▶ WHAT IS NEEDED: Write down exactly the lines of the records below, beginning with the first and ending with the line that includes "pub fn has_errors(&self)".

▶ RECORD SET:
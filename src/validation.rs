//! Validation System - Rule/Policy Separation
//!
//! Rules produce structured violations.
//! Policy maps violations to actions.

use serde::{Deserialize, Serialize};
use std::collections::{BTreeMap, BTreeSet};

use crate::catalog::LayerCatalog;
use crate::config::{CollectionConfig, FailureMode};
use crate::obstruction::ObstructionRules;
use crate::rarity::RaritySchedule;

#[derive(Debug, Clone, Serialize, Deserialize, PartialEq, Eq)]
#[serde(rename_all = "snake_case")]
pub enum ViolationSeverity {
    Error,
    Warning,
    Info,
}

#[derive(Debug, Clone, Serialize, Deserialize)]
pub struct ValidationViolation {
    pub rule: String,
    pub severity: ViolationSeverity,
    pub message: String,
    pub expected: Option<String>,
    pub actual: Option<String>,
    pub remediation: Vec<String>,
}

#[derive(Debug, Clone, Serialize, Deserialize)]
pub struct ValidationResult {
    pub valid: bool,
    pub violations: Vec<ValidationViolation>,
    pub collection: String,
}

impl ValidationResult {
    pub fn has_errors(&self) -> bool {
        self.violations.iter().any(|v| v.severity == ViolationSeverity::Error)
    }
}

/// Everything a rule may inspect.
pub struct CollectionContext<'a> {
    pub config: &'a CollectionConfig,
    pub catalog: &'a LayerCatalog,
    pub schedule: &'a RaritySchedule,
    pub obstructions: &'a ObstructionRules,
}

/// Validation rule trait - produces violations
pub trait ValidationRule: Send + Sync {
    fn name(&self) -> &'static str;
    fn validate(&self, ctx: &CollectionContext<'_>) -> Vec<ValidationViolation>;
}

// --- Concrete Rules ---

/// Every edition in the run must resolve to a rarity slot.
pub struct ScheduleCoverageRule;

impl ValidationRule for ScheduleCoverageRule {
    fn name(&self) -> &'static str { "schedule_coverage" }

    fn validate(&self, ctx: &CollectionContext<'_>) -> Vec<ValidationViolation> {
        let mut violations = vec![];

        let uncovered: Vec<u32> = ctx
            .config
            .editions()
            .filter(|e| ctx.schedule.rarity_for_edition(*e).is_err())
            .collect();
        if !uncovered.is_empty() {
            violations.push(ValidationViolation {
                rule: self.name().to_string(),
                severity: ViolationSeverity::Error,
                message: "Editions without a rarity slot".to_string(),
                expected: Some(format!("slots for editions {:?}", ctx.config.editions())),
                actual: Some(format!("uncovered {:?}", uncovered)),
                remediation: vec!["Extend rarity ranges to cover 1..=editionSize".to_string()],
            });
        }

        let slots = ctx.schedule.slot_count();
        if slots != ctx.config.edition_size as usize {
            violations.push(ValidationViolation {
                rule: self.name().to_string(),
                severity: ViolationSeverity::Warning,
                message: "Rarity ranges overlap or leave gaps".to_string(),
                expected: Some(format!("{} slots", ctx.config.edition_size)),
                actual: Some(format!("{} slots", slots)),
                remediation: vec!["Make rarity ranges partition 1..=editionSize".to_string()],
            });
        }

        violations
    }
}

/// Every pool a scheduled edition can draw from must hold at least one element.
pub struct ElementPoolRule;

impl ValidationRule for ElementPoolRule {
    fn name(&self) -> &'static str { "element_pool" }

    fn validate(&self, ctx: &CollectionContext<'_>) -> Vec<ValidationViolation> {
        let scheduled: BTreeSet<&str> = ctx
            .config
            .editions()
            .filter_map(|e| ctx.schedule.rarity_for_edition(e).ok())
            .map(String::as_str)
            .collect();

        let mut violations = vec![];
        for layer in ctx.catalog.layers() {
            for rarity in scheduled.iter().copied() {
                let reachable: Vec<&str> = match layer.override_for(rarity) {
                    Some(dist) => dist
                        .iter()
                        .enumerate()
                        // the first entry doubles as the fallback and is always reachable
                        .filter(|(i, w)| *i == 0 || w.percent > 0.0)
                        .map(|(_, w)| w.rarity.as_str())
                        .collect(),
                    None => vec![rarity],
                };

                for pool in reachable {
                    if layer.elements_for(pool).is_empty() {
                        violations.push(ValidationViolation {
                            rule: self.name().to_string(),
                            severity: ViolationSeverity::Error,
                            message: format!("Layer {} has no elements for rarity {}", layer.id, pool),
                            expected: Some("at least 1 element".to_string()),
                            actual: Some("0 elements".to_string()),
                            remediation: vec![format!(
                                "Add images under <layersDir>/{}/{}",
                                layer.id, pool
                            )],
                        });
                    }
                }
            }
        }
        violations
    }
}

/// A tier cannot hold more unique editions than it has element combinations.
pub struct CapacityRule;

impl ValidationRule for CapacityRule {
    fn name(&self) -> &'static str { "capacity" }

    fn validate(&self, ctx: &CollectionContext<'_>) -> Vec<ValidationViolation> {
        let mut demand: BTreeMap<&str, u64> = BTreeMap::new();
        for edition in ctx.config.editions() {
            if let Ok(rarity) = ctx.schedule.rarity_for_edition(edition) {
                *demand.entry(rarity.as_str()).or_default() += 1;
            }
        }

        demand
            .into_iter()
            .filter_map(|(rarity, needed)| {
                // upper bound: obstructions and id concatenation can only lower it
                let combinations = ctx.catalog.layers().iter().fold(1u128, |acc, layer| {
                    let mut tiers: Vec<&str> = match layer.override_for(rarity) {
                        Some(dist) => dist.iter().map(|w| w.rarity.as_str()).collect(),
                        None => vec![rarity],
                    };
                    tiers.sort_unstable();
                    tiers.dedup();
                    let pool: usize = tiers.iter().map(|t| layer.elements_for(t).len()).sum();
                    acc.saturating_mul(pool as u128)
                });

                (u128::from(needed) > combinations).then(|| ValidationViolation {
                    rule: self.name().to_string(),
                    severity: ViolationSeverity::Error,
                    message: format!("Rarity {} cannot yield {} unique editions", rarity, needed),
                    expected: Some(format!("at least {} combinations", needed)),
                    actual: Some(format!("{} combinations", combinations)),
                    remediation: vec![
                        "Add elements or layers for this rarity".to_string(),
                        "Shrink the rarity range".to_string(),
                    ],
                })
            })
            .collect()
    }
}

/// Groups naming unknown elements never trigger; surface them.
pub struct ObstructionGroupRule;

impl ValidationRule for ObstructionGroupRule {
    fn name(&self) -> &'static str { "obstruction_groups" }

    fn validate(&self, ctx: &CollectionContext<'_>) -> Vec<ValidationViolation> {
        ctx.obstructions
            .groups()
            .iter()
            .filter(|g| !g.is_active())
            .map(|g| ValidationViolation {
                rule: self.name().to_string(),
                severity: ViolationSeverity::Warning,
                message: "Obstruction group references unknown elements and will never trigger".to_string(),
                expected: Some("element names present in the catalog".to_string()),
                actual: Some(g.names().collect::<Vec<_>>().join(", ")),
                remediation: vec!["Fix the element names or drop the group".to_string()],
            })
            .collect()
    }
}

/// Override percentages that do not add up to 100.
pub struct DistributionRule;

impl ValidationRule for DistributionRule {
    fn name(&self) -> &'static str { "distribution" }

    fn validate(&self, ctx: &CollectionContext<'_>) -> Vec<ValidationViolation> {
        ctx.config
            .layer_rarity_overrides
            .iter()
            .filter_map(|o| {
                let total: f64 = o.percentages.iter().map(|w| w.percent).sum();
                if (total - 100.0).abs() < 1e-9 {
                    return None;
                }
                Some(ValidationViolation {
                    rule: self.name().to_string(),
                    severity: ViolationSeverity::Warning,
                    message: format!("Override {}/{} does not sum to 100", o.rarity, o.layer),
                    expected: Some("100".to_string()),
                    actual: Some(format!("{}", total)),
                    remediation: vec![format!(
                        "Below 100 the remainder falls back to {}",
                        o.percentages.first().map_or("the first entry", |w| w.rarity.as_str())
                    )],
                })
            })
            .collect()
    }
}

/// Validator orchestrates rules and applies policy
pub struct Validator {
    rules: Vec<Box<dyn ValidationRule>>,
}

impl Validator {
    pub fn new() -> Self {
        Self {
            rules: vec![
                Box::new(ScheduleCoverageRule),
                Box::new(ElementPoolRule),
                Box::new(CapacityRule),
                Box::new(ObstructionGroupRule),
                Box::new(DistributionRule),
            ],
        }
    }

    pub fn validate(&self, ctx: &CollectionContext<'_>) -> ValidationResult {
        let mut all_violations = vec![];

        for rule in &self.rules {
            all_violations.extend(rule.validate(ctx));
        }

        let has_errors = all_violations.iter().any(|v| v.severity == ViolationSeverity::Error);
        let collection = ctx.config.name.clone();

        match ctx.config.validation.failure_mode {
            FailureMode::Block => ValidationResult {
                valid: !has_errors,
                violations: all_violations,
                collection,
            },
            FailureMode::Warn | FailureMode::Log => {
                // Never block, just record
                ValidationResult {
                    valid: true,
                    violations: all_violations,
                    collection,
                }
            }
        }
    }
}

impl Default for Validator {
    fn default() -> Self {
        Self::new()
    }
}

▶ WRITTEN ANSWER:
filename src/validation.rs
//! Validation System - Rule/Policy Separation
//!
//! Rules produce structured violations.
//! Policy maps violations to actions.

use serde::{Deserialize, Serialize};
use std::collections::{BTreeMap, BTreeSet};

use crate::catalog::LayerCatalog;
use crate::config::{CollectionConfig, FailureMode};
use crate::obstruction::ObstructionRules;
use crate::rarity::RaritySchedule;

#[derive(Debug, Clone, Serialize, Deserialize, PartialEq, Eq)]
#[serde(rename_all = "snake_case")]
pub enum ViolationSeverity {
    Error,
    Warning,
    Info,
}

#[derive(Debug, Clone, Serialize, Deserialize)]
pub struct ValidationViolation {
    pub rule: String,
    pub severity: ViolationSeverity,
    pub message: String,
    pub expected: Option<String>,
    pub actual: Option<String>,
    pub remediation: Vec<String>,
}

#[derive(Debug, Clone, Serialize, Deserialize)]
pub struct ValidationResult {
    pub valid: bool,
    pub violations: Vec<ValidationViolation>,
    pub collection: String,
}

impl ValidationResult {
    pub fn has_errors(&self) -> bool {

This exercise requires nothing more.